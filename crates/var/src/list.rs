// Copyright (C) 2025 Ryan Daum <ryan.daum@gmail.com> This program is free
// software: you can redistribute it and/or modify it under the terms of the GNU
// General Public License as published by the Free Software Foundation, version
// 3.
//
// This program is distributed in the hope that it will be useful, but WITHOUT
// ANY WARRANTY; without even the implied warranty of MERCHANTABILITY or FITNESS
// FOR A PARTICULAR PURPOSE. See the GNU General Public License for more details.
//
// You should have received a copy of the GNU General Public License along with
// this program. If not, see <https://www.gnu.org/licenses/>.
//

use crate::error::ErrorCode::{E_RANGE, E_TYPE};
use crate::var::{v_list_iter, Var};
use crate::Error;
use std::cmp::{max, min, Ordering};
use std::fmt::{Debug, Formatter};
use std::hash::Hash;

/// A MOO list: a persistent vector of values. Every "mutation" returns a new
/// list; other references to the original are never affected.
#[derive(Clone)]
#[repr(transparent)]
pub struct List(imbl::Vector<Var>);

impl List {
    pub fn mk_list(values: &[Var]) -> List {
        List(imbl::Vector::from(values.to_vec()))
    }

    pub fn from_iter<IT: IntoIterator<Item = Var>>(values: IT) -> List {
        List(values.into_iter().collect())
    }

    pub fn iter(&self) -> impl Iterator<Item = Var> + '_ {
        self.0.iter().cloned()
    }

    pub fn is_empty(&self) -> bool {
        self.0.is_empty()
    }

    pub fn len(&self) -> usize {
        self.0.len()
    }

    /// 0-based offset of the first element equal to `value`, if any.
    pub fn index_in(&self, value: &Var, case_sensitive: bool) -> Option<usize> {
        self.0.iter().position(|v| {
            if case_sensitive {
                v.eq_case_sensitive(value)
            } else {
                v == value
            }
        })
    }

    pub fn contains(&self, value: &Var, case_sensitive: bool) -> bool {
        self.index_in(value, case_sensitive).is_some()
    }

    pub fn index(&self, index: usize) -> Result<Var, Error> {
        if index >= self.len() {
            return Err(E_RANGE.with_msg(|| {
                format!(
                    "attempt to index {} in list of length {}",
                    index + 1,
                    self.len()
                )
            }));
        }
        Ok(self.0[index].clone())
    }

    pub fn index_set(&self, index: usize, value: &Var) -> Result<Var, Error> {
        if index >= self.len() {
            return Err(E_RANGE.with_msg(|| {
                format!(
                    "attempt to set index {} in list of length {}",
                    index + 1,
                    self.len()
                )
            }));
        }
        Ok(Var::from_list(List(self.0.update(index, value.clone()))))
    }

    /// Insert before the 0-based `index`; an index at or past the end appends.
    pub fn insert(&self, index: usize, value: &Var) -> Var {
        let index = min(index, self.len());
        let mut new = self.0.clone();
        new.insert(index, value.clone());
        Var::from_list(List(new))
    }

    pub fn remove_at(&self, index: usize) -> Result<Var, Error> {
        if index >= self.len() {
            return Err(E_RANGE.with_msg(|| {
                format!(
                    "attempt to delete index {} in list of length {}",
                    index + 1,
                    self.len()
                )
            }));
        }
        let mut new = self.0.clone();
        new.remove(index);
        Ok(Var::from_list(List(new)))
    }

    pub fn push(&self, value: &Var) -> Var {
        let mut new = self.0.clone();
        new.push_back(value.clone());
        Var::from_list(List(new))
    }

    pub fn append(&self, other: &Var) -> Result<Var, Error> {
        let Some(other) = other.as_list() else {
            return Err(E_TYPE.msg("attempt to append non-list"));
        };
        let mut new = self.0.clone();
        new.append(other.0.clone());
        Ok(Var::from_list(List(new)))
    }

    /// Sub-list over the inclusive 0-based range `from..=to`. An empty range
    /// yields the empty list.
    pub fn range(&self, from: isize, to: isize) -> Result<Var, Error> {
        if to < from {
            return Ok(Var::mk_list(&[]));
        }
        let len = self.len() as isize;
        if from > len + 1 || to >= len {
            return Err(E_RANGE.with_msg(|| {
                format!(
                    "attempt to access out of bounds range {}..{} in list of length {}",
                    from + 1,
                    to + 1,
                    len
                )
            }));
        }
        let from = max(from, 0) as usize;
        Ok(v_list_iter(
            self.iter().skip(from).take(to as usize - from + 1),
        ))
    }

    /// Splice `with` over the inclusive 0-based range `from..=to`.
    pub fn range_set(&self, from: isize, to: isize, with: &Var) -> Result<Var, Error> {
        let Some(with) = with.as_list() else {
            return Err(E_TYPE.msg("attempt to assign non-list to list range"));
        };
        let len = self.len() as isize;
        if from < 0 {
            return Err(
                E_RANGE.with_msg(|| format!("attempt to set range with negative index {from}"))
            );
        }
        if from > len {
            return Err(E_RANGE.with_msg(|| {
                format!(
                    "attempt to set range starting at {} in list of length {}",
                    from + 1,
                    len
                )
            }));
        }
        // MOO tolerates a range end past the end of the list; the tail past
        // `to` is just empty in that case.
        let head = self.iter().take(from as usize);
        let tail = self.iter().skip(max(to + 1, from) as usize);
        Ok(v_list_iter(head.chain(with.iter()).chain(tail)))
    }

    /// Add `item` to the list, but only if it's not already there.
    pub fn set_add(&self, item: &Var) -> Var {
        if self.contains(item, false) {
            return Var::from_list(self.clone());
        }
        self.push(item)
    }

    /// Remove the first found instance of `item` from the list.
    pub fn set_remove(&self, item: &Var) -> Var {
        match self.index_in(item, false) {
            Some(idx) => {
                let mut new = self.0.clone();
                new.remove(idx);
                Var::from_list(List(new))
            }
            None => Var::from_list(self.clone()),
        }
    }
}

impl Debug for List {
    fn fmt(&self, f: &mut Formatter<'_>) -> std::fmt::Result {
        f.debug_list().entries(self.0.iter()).finish()
    }
}

impl PartialEq for List {
    fn eq(&self, other: &Self) -> bool {
        self.len() == other.len() && self.0.iter().zip(other.0.iter()).all(|(a, b)| a == b)
    }
}

impl Eq for List {}

impl PartialOrd for List {
    fn partial_cmp(&self, other: &Self) -> Option<Ordering> {
        Some(self.cmp(other))
    }
}

impl Ord for List {
    fn cmp(&self, other: &Self) -> Ordering {
        self.0.iter().cmp(other.0.iter())
    }
}

impl Hash for List {
    fn hash<H: std::hash::Hasher>(&self, state: &mut H) {
        for v in self.0.iter() {
            v.hash(state)
        }
    }
}

#[cfg(test)]
mod tests {
    use crate::var::{v_int, v_list, v_str};
    use crate::ErrorCode::E_RANGE;
    use crate::IndexMode;

    #[test]
    fn test_list_value_semantics() {
        let l = v_list(&[v_int(1), v_int(2), v_int(3)]);
        let l2 = l
            .index_set(&v_int(2), &v_int(42), IndexMode::OneBased)
            .unwrap();
        // The original is untouched.
        assert_eq!(l, v_list(&[v_int(1), v_int(2), v_int(3)]));
        assert_eq!(l2, v_list(&[v_int(1), v_int(42), v_int(3)]));
    }

    #[test]
    fn test_list_index_range_errors() {
        let l = v_list(&[v_int(1), v_int(2)]);
        assert_eq!(
            l.index(&v_int(3), IndexMode::OneBased).unwrap_err(),
            E_RANGE
        );
        assert_eq!(
            l.index(&v_int(0), IndexMode::OneBased).unwrap_err(),
            E_RANGE
        );
    }

    #[test]
    fn test_list_slice() {
        let l = v_list(&[v_int(1), v_int(2), v_int(3), v_int(4)]);
        let r = l.range(&v_int(2), &v_int(3), IndexMode::OneBased).unwrap();
        assert_eq!(r, v_list(&[v_int(2), v_int(3)]));
    }

    #[test]
    fn test_set_operations() {
        let l = v_list(&[v_str("a"), v_str("b")]);
        let l = l.set_add(&v_str("B")).unwrap();
        // "B" is already a member, case-insensitively.
        assert_eq!(l.len().unwrap(), 2);
        let l = l.set_remove(&v_str("A")).unwrap();
        assert_eq!(l, v_list(&[v_str("b")]));
    }

    #[test]
    fn test_range_set_tolerates_long_end() {
        // foo = {}; foo[1..2] = {1, 2, 3} => {1, 2, 3}
        let l = v_list(&[]);
        let r = l
            .range_set(
                &v_int(1),
                &v_int(2),
                &v_list(&[v_int(1), v_int(2), v_int(3)]),
                IndexMode::OneBased,
            )
            .unwrap();
        assert_eq!(r, v_list(&[v_int(1), v_int(2), v_int(3)]));
    }
}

□ □ □ □

TASK TO COMPLETE: List every line above containing the word "isize".

WRITTEN RESPONSE:
    pub fn range(&self, from: isize, to: isize) -> Result<Var, Error> {
        let len = self.len() as isize;
    pub fn range_set(&self, from: isize, to: isize, with: &Var) -> Result<Var, Error> {
        let len = self.len() as isize;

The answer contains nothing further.